Authors: Elliot Ackerman
I opened the passenger side door and the overhead light came on,
pasting its glare across the sweat, mucus, tears, and blood of a violent death. I pulled Gazan upright in his seat. Small wet flecks shined on his ashen face. His palms had fallen flat and upturned at his side. Only one thing surprised me, his eyes were closed. In that moment before his death, he seemed to decide that it was over, not me, and he shut his eyes. This robbed me of the idea that I took his life.
I reached across Gazan’s body and pulled Atal on top of him so I could drive. As I tugged at Atal, I noticed his silver chain with the opal had been split in two. I’d always admired the stone.
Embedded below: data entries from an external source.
//! Running the clipboard manager.

use std::time::Duration;

use log::{info, warn};
use x11rb::protocol::xproto::AtomEnum;

use crate::clipboard::{Clipboard, DEFAULT_CONFIRM_DELAY};
use crate::content::{ContentManager, PassthroughContentManager, StackContentManager};
use crate::protocol::{Atom, Error, SelectionOwner, SelectionReader};
use crate::spy::Spy;
use crate::utils::is_image;
use crate::x11::{X11Owner, X11Reader};
use crate::SelectionType;

/// Default limit on the size of a single extracted format.
pub const DEFAULT_MAX_SIZE: usize = 1_000_000;

/// Default time to wait for the selection owner to answer a conversion.
pub const DEFAULT_CONVERSION_TIMEOUT: Duration = Duration::from_secs(1);

/// How copied entries are kept.
#[derive(Copy, Clone, Eq, PartialEq, Debug, Hash, PartialOrd, Ord, Default)]
pub enum ContentMode {
    /// Keep every copied entry on a stack, popping it once it's pasted.
    #[default]
    Stack,
    /// Keep only the last copied entry, like a regular clipboard.
    Passthrough,
}

/// Options and flags that are used to customize the clipboard manager.
#[derive(Clone, Eq, PartialEq, Debug, Hash, PartialOrd, Ord)]
pub struct Options {
    /// The selection to manage.
    selection: SelectionType,

    /// How long to wait after a delivery for further requests before considering the paste over.
    confirm_delay: Duration,

    /// How copied entries are kept.
    content_mode: ContentMode,

    /// Maximum number of bytes extracted per format.
    max_size: usize,

    /// How long to wait for the selection owner to answer a conversion.
    conversion_timeout: Duration,

    /// The X display to connect to, `$DISPLAY` if `None`.
    display: Option<String>,
}

impl Default for Options {
    fn default() -> Self {
        Self {
            selection: SelectionType::default(),
            confirm_delay: DEFAULT_CONFIRM_DELAY,
            content_mode: ContentMode::default(),
            max_size: DEFAULT_MAX_SIZE,
            conversion_timeout: DEFAULT_CONVERSION_TIMEOUT,
            display: None,
        }
    }
}

impl Options {
    /// Creates a set of options with the defaults.
    #[inline]
    pub fn new() -> Self {
        Self::default()
    }

    /// Sets the selection to manage.
    #[inline]
    pub fn selection(&mut self, selection: SelectionType) -> &mut Self {
        self.selection = selection;
        self
    }

    /// Sets the grace period after a delivery.
    ///
    /// Peers often ask for the same data several times during one paste, and never say when
    /// they're done. An entry is only popped once no requests arrived for this long after a
    /// delivery. Longer delays are more robust against slow peers, but pasting twice in quick
    /// succession may then paste the same entry twice.
    #[inline]
    pub fn confirm_delay(&mut self, confirm_delay: Duration) -> &mut Self {
        self.confirm_delay = confirm_delay;
        self
    }

    /// Sets how copied entries are kept.
    #[inline]
    pub fn content_mode(&mut self, content_mode: ContentMode) -> &mut Self {
        self.content_mode = content_mode;
        self
    }

    /// Sets the maximum number of bytes extracted per format.
    #[inline]
    pub fn max_size(&mut self, max_size: usize) -> &mut Self {
        self.max_size = max_size;
        self
    }

    /// Sets how long to wait for the selection owner to answer a conversion.
    #[inline]
    pub fn conversion_timeout(&mut self, conversion_timeout: Duration) -> &mut Self {
        self.conversion_timeout = conversion_timeout;
        self
    }

    /// Sets the X display to connect to.
    #[inline]
    pub fn display(&mut self, display: Option<String>) -> &mut Self {
        self.display = display;
        self
    }

    /// Runs the clipboard manager.
    ///
    /// This function **blocks** forever and only returns if communication with the X server
    /// fails.
    pub fn run(&self) -> Result<(), Error> {
        let display = self.display.as_deref();

        let owner = X11Owner::connect(display, self.selection)?;
        let reader = X11Reader::connect(
            display,
            self.selection,
            self.max_size,
            self.conversion_timeout,
        )?;
        let mut spy = Spy::new(reader, owner.window());

        info!("Managing the {:?} selection", self.selection);

        let text_format: Atom = AtomEnum::STRING.into();
        match self.content_mode {
            ContentMode::Stack => {
                let content = StackContentManager::new(text_format);
                let mut clipboard = Clipboard::new(owner, content, self.confirm_delay);
                forward(&mut spy, &mut clipboard)
            }
            ContentMode::Passthrough => {
                let content = PassthroughContentManager::new(text_format);
                let mut clipboard = Clipboard::new(owner, content, self.confirm_delay);
                forward(&mut spy, &mut clipboard)
            }
        }
    }
}

/// Copies everything the spy extracts into the clipboard.
///
/// Entries consisting only of images are skipped: the application they were copied from keeps
/// the selection and serves them itself, and the stack is left untouched.
pub fn forward<R, O, C>(spy: &mut Spy<R>, clipboard: &mut Clipboard<O, C>) -> Result<(), Error>
where
    R: SelectionReader,
    O: SelectionOwner,
    C: ContentManager,
{
    loop {
        let entry = spy.next_entry()?;

        let names = spy.format_names(&entry)?;
        if !names.is_empty() && names.iter().all(|name| is_image(name)) {
            warn!("Skipping image content: {}", names.join(", "));
            continue;
        }

        info!("Copied {} formats", entry.len());
        clipboard.copy(entry)?;
    }
}
//! Watching the selection for new owners and pulling their data.

use log::{debug, info, trace};

use crate::content::ClipboardEntry;
use crate::protocol::{Atom, Error, OwnerChange, Property, SelectionReader, Window, NONE};
use crate::utils::is_meta_target;

/// Watches a selection and extracts the data of every client that takes it over.
///
/// The extraction is a series of blocking conversions: first `TARGETS`, then every advertised
/// target in turn. Conversions that fail are left out of the entry.
///
/// Changes made by `ignored_owner` (the window of our own
/// [`Clipboard`](crate::clipboard::Clipboard)) are ignored.
///
/// Peers may advertise atoms that don't exist. The X server's error for such a target only
/// drops that target; connection failures are returned.
pub struct Spy<R> {
    reader: R,
    ignored_owner: Window,
}

impl<R: SelectionReader> Spy<R> {
    pub fn new(reader: R, ignored_owner: Window) -> Self {
        Self {
            reader,
            ignored_owner,
        }
    }

    #[inline]
    pub fn reader_mut(&mut self) -> &mut R {
        &mut self.reader
    }

    /// Blocks until some client copies something, and returns what it copied.
    pub fn next_entry(&mut self) -> Result<ClipboardEntry, Error> {
        loop {
            let change = self.reader.wait_for_owner_change()?;
            if let Some(entry) = self.handle_owner_change(change)? {
                return Ok(entry);
            }
        }
    }

    /// Returns the names of the formats of `entry`.
    ///
    /// Formats the X server doesn't know a name for are left out.
    pub fn format_names(&mut self, entry: &ClipboardEntry) -> Result<Vec<String>, Error> {
        let mut names = Vec::with_capacity(entry.len());
        for format in entry.formats() {
            if let Some(name) = self.lookup_name(format)? {
                names.push(name);
            }
        }

        Ok(names)
    }

    fn lookup_name(&mut self, format: Atom) -> Result<Option<String>, Error> {
        match self.reader.format_name(format) {
            Ok(name) => Ok(Some(name)),
            Err(err) if err.is_request_error() => {
                debug!("Couldn't get the name of atom {}: {}", format, err);
                Ok(None)
            }
            Err(err) => Err(err),
        }
    }

    fn convert(&mut self, target: Atom) -> Result<Option<Property>, Error> {
        match self.reader.convert(target) {
            Err(err) if err.is_request_error() => {
                debug!("Converting to target {} failed: {}", target, err);
                Ok(None)
            }
            result => result,
        }
    }

    fn handle_owner_change(
        &mut self,
        change: OwnerChange,
    ) -> Result<Option<ClipboardEntry>, Error> {
        let owner = self.reader.current_owner()?;

        if owner == self.ignored_owner {
            trace!("We own the selection now, ignoring");
            return Ok(None);
        }

        if owner == NONE {
            debug!("The selection has no owner, nothing to extract");
            return Ok(None);
        }

        // Notifications queue up while the clipboard is serving; only the last one matters.
        if owner != change.owner {
            trace!("Owner {:#x} is gone, ignoring", change.owner);
            return Ok(None);
        }

        info!("Extracting the selection contents from {:#x}", owner);
        self.extract()
    }

    fn extract(&mut self) -> Result<Option<ClipboardEntry>, Error> {
        let targets_atom = self.reader.targets_atom();

        let targets = match self.convert(targets_atom)? {
            Some(property) => property.to_atoms().unwrap_or_default(),
            None => Vec::new(),
        };
        if targets.is_empty() {
            info!("The owner offered no targets");
            return Ok(None);
        }

        let mut entry = ClipboardEntry::new();
        for target in targets {
            if target == targets_atom || target == NONE || entry.contains(target) {
                continue;
            }

            let Some(name) = self.lookup_name(target)? else {
                continue;
            };
            if is_meta_target(&name) {
                continue;
            }

            trace!("Extracting target {} ({})", target, name);
            match self.convert(target)? {
                Some(property) => entry.insert(target, property.value),
                None => debug!("Couldn't extract target {}", name),
            }
        }

        if entry.is_empty() {
            info!("Couldn't extract any of the offered targets");
            return Ok(None);
        }

        Ok(Some(entry))
    }
}

/// An endless sequence of copied entries.
impl<R: SelectionReader> Iterator for Spy<R> {
    type Item = Result<ClipboardEntry, Error>;

    fn next(&mut self) -> Option<Self::Item> {
        Some(self.next_entry())
    }
}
Like so much of Atal, he’d bared this necklace to the world with a certain defiance, as if a precious stone, or even expensive clothes and a beautiful house, were talismans enough to protect his life from the dirt and need around it. I took the stone, tucking it in the pocket of my shalwar kameez. I could use a talisman.
My phone vibrated. A reply from Commander Sabir: RETURN.
Mr. Jack’s night-vision goggles had fallen between his legs. I picked them up and drove toward his black HiLux under their green glow. I parked Atal’s truck next to Mr. Jack’s and pulled Atal’s body back into the driver’s seat. With the driver’s door open, the overhead light gave me a last look at the scene and offered me confidence that whoever found this would draw a simple conclusion—a meeting between a militant commander, corrupt village elder, and overconfident American gone sour with deceit. The near truth of it would’ve left me satisfied, but for one thing, Fareeda.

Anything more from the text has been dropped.